There are also several Presidential blood lines that have been ended.  Those are Franklin Pierce, Millard Fillmore, Abraham Lincoln, Chester A. Arthur and William McKinley. 

Other lines, like those of John Adams, both Roosevelts and John Tyler seem to go on forever and that leads me to a fascinating story.

On August 30, 2018 a ninety-three-year-old man, Lyon Gardiner Tyler Jr., walked into the White House.  Lyon’s grandfather was President John Tyler, 10th President of the United States.  Lyon is the grandson of a man who was President 180 years ago! 

John Tyler was Vice President under William Henry Harrison in the 1840 election.  Harrison died one month into his Presidency after delivering the longest inaugural address in history during a cold, pouring rain.

Shortly into his Presidency, John Tyler’s first wife, Leticia (nee Christian) Tyler, died of very natural causes.  Leticia had given John 8 children and he mourned her passing.  But he also, as was typical for the time, took a much younger wife two years later. Julia Gardiner Tyler, his second wife, gave John 7 more children for a total of 15, setting the record for Presidential children.       

President Tyler was 63, and long since out of office, when his youngest son, Lyon Tyler, was born. 

When Lyon’s first wife died, he (like his father before him) also took a second wife some 35 years his junior.  Lyon then continued to outdo his famous father by producing his final child in his 70’s.  It is that son, Lyon Gardiner Tyler, Jr.  who took part in a gathering of children and descendants of our Presidents sponsored by the White House Historical Association in 2018. 

President Tyler’s second wife, Julia Tyler, is an interesting person.  She was 24 years old when she became First Lady, marrying a man 30 years older than she.  She first met President Tyler on a steamship ride on the Potomac.  On that fateful trip her father was killed in the explosion of a cannon being fired on deck.  Her subsequent marriage occurred during the official mourning period.  She was the first Presidential wife to be photographed and her photo shows her to be much lovelier than her portraits indicate.  She is also the first Lady to use the press to cultivate her celebrity. 
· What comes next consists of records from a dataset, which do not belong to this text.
//! 설정 관리 -- logmap.toml 파싱 및 런타임 설정
//!
//! [`LogmapConfig`]는 변환 도구 전체의 설정을 담는 최상위 구조체입니다.
//!
//! # 설정 로딩 우선순위
//! 1. CLI 인자 (최고 우선)
//! 2. 환경변수 (`LOGMAP_CONVERT_OUT_DIR=/tmp/out` 형식)
//! 3. 설정 파일 (`logmap.toml`)
//! 4. 기본값 (`Default` 구현)
//!
//! # 사용 예시
//! ```no_run
//! # async fn example() -> Result<(), logmap_core::error::LogmapError> {
//! use logmap_core::config::LogmapConfig;
//!
//! // 파일에서 로드 + 환경변수 오버라이드
//! let config = LogmapConfig::load("logmap.toml").await?;
//!
//! // TOML 문자열에서 직접 파싱
//! let config = LogmapConfig::parse("[general]\nlog_level = \"debug\"")?;
//! # Ok(())
//! # }
//! ```

use std::path::Path;

use serde::{Deserialize, Serialize};

use crate::error::{ConfigError, LogmapError};

/// logmap 통합 설정
///
/// `logmap.toml` 파일의 최상위 구조를 나타냅니다.
#[derive(Debug, Clone, Default, Serialize, Deserialize)]
pub struct LogmapConfig {
    /// 일반 설정
    #[serde(default)]
    pub general: GeneralConfig,
    /// 매핑 설정 문서 위치
    #[serde(default)]
    pub mapping: MappingConfig,
    /// 규칙 변환 입출력 디렉토리
    #[serde(default)]
    pub convert: ConvertConfig,
}

impl LogmapConfig {
    /// TOML 파일에서 설정을 로드하고 환경변수 오버라이드를 적용합니다.
    pub async fn load(path: impl AsRef<Path>) -> Result<Self, LogmapError> {
        let path = path.as_ref();
        let mut config = Self::from_file(path).await?;
        config.apply_env_overrides();
        config.validate()?;
        tracing::debug!(path = %path.display(), "configuration loaded");
        Ok(config)
    }

    /// 설정 파일 없이 기본값에 환경변수 오버라이드만 적용합니다.
    pub fn from_env() -> Result<Self, LogmapError> {
        let mut config = Self::default();
        config.apply_env_overrides();
        config.validate()?;
        Ok(config)
    }

    /// TOML 파일에서 설정을 로드합니다 (환경변수 오버라이드 없음).
    pub async fn from_file(path: impl AsRef<Path>) -> Result<Self, LogmapError> {
        let path = path.as_ref();
        let content = tokio::fs::read_to_string(path).await.map_err(|e| {
            if e.kind() == std::io::ErrorKind::NotFound {
                LogmapError::Config(ConfigError::FileNotFound {
                    path: path.display().to_string(),
                })
            } else {
                LogmapError::Io(e)
            }
        })?;
        Self::parse(&content)
    }

    /// TOML 문자열에서 설정을 파싱합니다.
    pub fn parse(toml_str: &str) -> Result<Self, LogmapError> {
        toml::from_str(toml_str).map_err(|e| {
            LogmapError::Config(ConfigError::ParseFailed {
                reason: e.to_string(),
            })
        })
    }

    /// 환경변수로 설정값을 오버라이드합니다.
    ///
    /// 환경변수 네이밍 규칙: `LOGMAP_{SECTION}_{FIELD}`
    /// 예: `LOGMAP_MAPPING_EXCLUDED_CATEGORIES=ps_module,ps_script`
    pub fn apply_env_overrides(&mut self) {
        // General
        override_string(&mut self.general.log_level, "LOGMAP_GENERAL_LOG_LEVEL");
        override_string(&mut self.general.log_format, "LOGMAP_GENERAL_LOG_FORMAT");

        // Mapping
        override_string(
            &mut self.mapping.service_config,
            "LOGMAP_MAPPING_SERVICE_CONFIG",
        );
        override_csv(
            &mut self.mapping.category_configs,
            "LOGMAP_MAPPING_CATEGORY_CONFIGS",
        );
        override_csv(
            &mut self.mapping.field_configs,
            "LOGMAP_MAPPING_FIELD_CONFIGS",
        );
        override_csv(
            &mut self.mapping.excluded_categories,
            "LOGMAP_MAPPING_EXCLUDED_CATEGORIES",
        );

        // Convert
        override_string(&mut self.convert.sigma_dir, "LOGMAP_CONVERT_SIGMA_DIR");
        override_string(&mut self.convert.out_dir, "LOGMAP_CONVERT_OUT_DIR");
    }

    /// 설정값의 유효성을 검증합니다.
    pub fn validate(&self) -> Result<(), LogmapError> {
        let valid_levels = ["trace", "debug", "info", "warn", "error"];
        if !valid_levels.contains(&self.general.log_level.as_str()) {
            return Err(ConfigError::InvalidValue {
                field: "general.log_level".to_owned(),
                reason: format!("must be one of: {}", valid_levels.join(", ")),
            }
            .into());
        }

        let valid_formats = ["json", "pretty"];
        if !valid_formats.contains(&self.general.log_format.as_str()) {
            return Err(ConfigError::InvalidValue {
                field: "general.log_format".to_owned(),
                reason: format!("must be one of: {}", valid_formats.join(", ")),
            }
            .into());
        }

        if self.mapping.service_config.is_empty() {
            return Err(ConfigError::InvalidValue {
                field: "mapping.service_config".to_owned(),
                reason: "service config path must not be empty".to_owned(),
            }
            .into());
        }

        if self.mapping.category_configs.is_empty() {
            return Err(ConfigError::InvalidValue {
                field: "mapping.category_configs".to_owned(),
                reason: "at least one category config is required".to_owned(),
            }
            .into());
        }

        if self.convert.sigma_dir.is_empty() {
            return Err(ConfigError::InvalidValue {
                field: "convert.sigma_dir".to_owned(),
                reason: "sigma directory must not be empty".to_owned(),
            }
            .into());
        }

        if self.convert.out_dir.is_empty() {
            return Err(ConfigError::InvalidValue {
                field: "convert.out_dir".to_owned(),
                reason: "output directory must not be empty".to_owned(),
            }
            .into());
        }

        Ok(())
    }
}

/// 일반 설정
#[derive(Debug, Clone, Serialize, Deserialize)]
#[serde(default)]
pub struct GeneralConfig {
    /// 로그 레벨 (trace, debug, info, warn, error)
    pub log_level: String,
    /// 로그 형식 (json, pretty)
    pub log_format: String,
}

impl Default for GeneralConfig {
    fn default() -> Self {
        Self {
            log_level: "info".to_owned(),
            log_format: "json".to_owned(),
        }
    }
}

/// 매핑 설정 문서 위치
///
/// 서비스 문서는 서비스 -> 채널 매핑을, 카테고리 문서는 카테고리 -> (채널, 이벤트 ID)
/// 매핑을 제공합니다. 같은 문서가 양쪽 목록에 모두 올 수 있습니다.
#[derive(Debug, Clone, Serialize, Deserialize)]
#[serde(default)]
pub struct MappingConfig {
    /// 서비스 설정 문서 경로
    pub service_config: String,
    /// 카테고리 설정 문서 경로 목록 (병합 순서는 결과에 영향 없음)
    pub category_configs: Vec<String>,
    /// 필드 이름 변환 테이블을 담은 문서 경로 목록
    pub field_configs: Vec<String>,
    /// 변환 대상에서 제외할 카테고리/서비스 이름
    pub excluded_categories: Vec<String>,
}

impl Default for MappingConfig {
    fn default() -> Self {
        Self {
            service_config: "config/windows-services.yaml".to_owned(),
            category_configs: vec![
                "config/sysmon.yaml".to_owned(),
                "config/windows-audit.yaml".to_owned(),
                "config/windows-services.yaml".to_owned(),
            ],
            field_configs: vec!["config/windows-audit.yaml".to_owned()],
            excluded_categories: Vec::new(),
        }
    }
}

/// 규칙 변환 설정
#[derive(Debug, Clone, Serialize, Deserialize)]
#[serde(default)]
pub struct ConvertConfig {
    /// Sigma 규칙 루트 디렉토리
    pub sigma_dir: String,
    /// 변환 결과 출력 디렉토리 (`sysmon/`, `builtin/` 하위 트리가 생성됨)
    pub out_dir: String,
}

impl Default for ConvertConfig {
    fn default() -> Self {
        Self {
            sigma_dir: "sigma/rules/windows".to_owned(),
            out_dir: "hayabusa_rules".to_owned(),
        }
    }
}

// --- 환경변수 오버라이드 헬퍼 ---

fn override_string(target: &mut String, env_key: &str) {
    if let Ok(val) = std::env::var(env_key) {
        *target = val;
    }
}

fn override_csv(target: &mut Vec<String>, env_key: &str) {
    if let Ok(val) = std::env::var(env_key) {
        *target = val
            .split(',')
            .map(|s| s.trim().to_owned())
            .filter(|s| !s.is_empty())
            .collect();
    }
}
So here we have all the ingredients of television drama: old, powerful men marrying younger women; death, both slowly tragic and suddenly violent; a feisty young wife who chooses to manipulate the world that tries to control her; a dynasty and the making of a nation.  But before you start writing the screen play you must also know this; John Tyler was a thoroughly forgettable President.  He was ordinary by every definition of the word.  Two decades later, both Tyler and his wife supported the Confederacy during the Civil War, putting them squarely on the wrong side of history. 

Yet their story is intriguing.  We have had 45 Presidents and I have read biographies of almost half of them.  Good or bad, they all have a story that captivates, that instructs, and that tells us much about ourselves simply by how we react to them.  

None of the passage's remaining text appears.